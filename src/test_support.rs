//! Test utilities shared across the crate.
//!
//! This module is only compiled during tests (`#[cfg(test)]`).

use std::sync::Arc;
use async_trait::async_trait;

use crate::api::{
    ApiError, ChatBackend, ChatRequest, ChatResponse, HealthResponse, IntentRecognitionRequest,
    IntentRecognitionResponse, IntentType, SessionHistoryResponse,
};

/// A backend for tests that don't need real HTTP calls. Every call succeeds
/// with an empty or canned answer.
pub struct NoopBackend;

#[async_trait]
impl ChatBackend for NoopBackend {
    async fn send_message(&self, _request: &ChatRequest) -> Result<ChatResponse, ApiError> {
        Ok(ChatResponse {
            reply: String::new(),
            intent_type: IntentType::Unknown,
            session_state: None,
            session_id: None,
            flow_step: None,
        })
    }

    async fn recognize_intent(
        &self,
        _request: &IntentRecognitionRequest,
    ) -> Result<IntentRecognitionResponse, ApiError> {
        Ok(IntentRecognitionResponse {
            intent: IntentType::Unknown,
            confidence: 0.0,
            reply: None,
            flow_id: None,
            suggestions: None,
        })
    }

    async fn get_session_history(
        &self,
        session_id: &str,
    ) -> Result<SessionHistoryResponse, ApiError> {
        Ok(SessionHistoryResponse {
            session_id: session_id.to_string(),
            messages: Vec::new(),
            count: 0,
        })
    }

    async fn clear_session(&self, _session_id: &str) -> Result<(), ApiError> {
        Ok(())
    }

    async fn health(&self) -> Result<HealthResponse, ApiError> {
        Ok(HealthResponse {
            status: "ok".to_string(),
        })
    }
}

/// Creates a test App with a NoopBackend.
pub fn test_app() -> crate::core::state::App {
    crate::core::state::App::new(Arc::new(NoopBackend))
}

/// Collects the visible text of a rendered buffer into one string.
///
/// Cells hidden behind a double-width glyph (CJK) are skipped so that
/// `"流程中"` can be matched as written.
pub fn buffer_text(buffer: &ratatui::buffer::Buffer) -> String {
    use unicode_width::UnicodeWidthStr;

    let mut out = String::new();
    let mut hidden = 0usize;
    for cell in buffer.content() {
        if hidden > 0 {
            hidden -= 1;
            continue;
        }
        let symbol = cell.symbol();
        out.push_str(symbol);
        hidden = symbol.width().saturating_sub(1);
    }
    out
}

#[cfg(test)]
mod tests {
    use super::*;

    #[test]
    fn noop_backend_history_is_empty() {
        let backend = NoopBackend;
        let history = tokio_test::block_on(backend.get_session_history("abc")).unwrap();
        assert_eq!(history.session_id, "abc");
        assert!(history.messages.is_empty());
    }
}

---

Beginning with the first line of the entries, repeat each line exactly until you have reproduced the one containing "pub fn test_app()", and add nothing further.

**Response for this exercise**:
filename src/test_support.rs
//! Test utilities shared across the crate.
//!
//! This module is only compiled during tests (`#[cfg(test)]`).

use std::sync::Arc;
use async_trait::async_trait;

use crate::api::{
    ApiError, ChatBackend, ChatRequest, ChatResponse, HealthResponse, IntentRecognitionRequest,
    IntentRecognitionResponse, IntentType, SessionHistoryResponse,
};

/// A backend for tests that don't need real HTTP calls. Every call succeeds
/// with an empty or canned answer.
pub struct NoopBackend;

#[async_trait]
impl ChatBackend for NoopBackend {
    async fn send_message(&self, _request: &ChatRequest) -> Result<ChatResponse, ApiError> {
        Ok(ChatResponse {
            reply: String::new(),
            intent_type: IntentType::Unknown,
            session_state: None,
            session_id: None,
            flow_step: None,
        })
    }

    async fn recognize_intent(
        &self,
        _request: &IntentRecognitionRequest,
    ) -> Result<IntentRecognitionResponse, ApiError> {
        Ok(IntentRecognitionResponse {
            intent: IntentType::Unknown,
            confidence: 0.0,
            reply: None,
            flow_id: None,
            suggestions: None,
        })
    }

    async fn get_session_history(
        &self,
        session_id: &str,
    ) -> Result<SessionHistoryResponse, ApiError> {
        Ok(SessionHistoryResponse {
            session_id: session_id.to_string(),
            messages: Vec::new(),
            count: 0,
        })
    }

    async fn clear_session(&self, _session_id: &str) -> Result<(), ApiError> {
        Ok(())
    }

    async fn health(&self) -> Result<HealthResponse, ApiError> {
        Ok(HealthResponse {
            status: "ok".to_string(),
        })
    }
}

/// Creates a test App with a NoopBackend.
pub fn test_app() -> crate::core::state::App {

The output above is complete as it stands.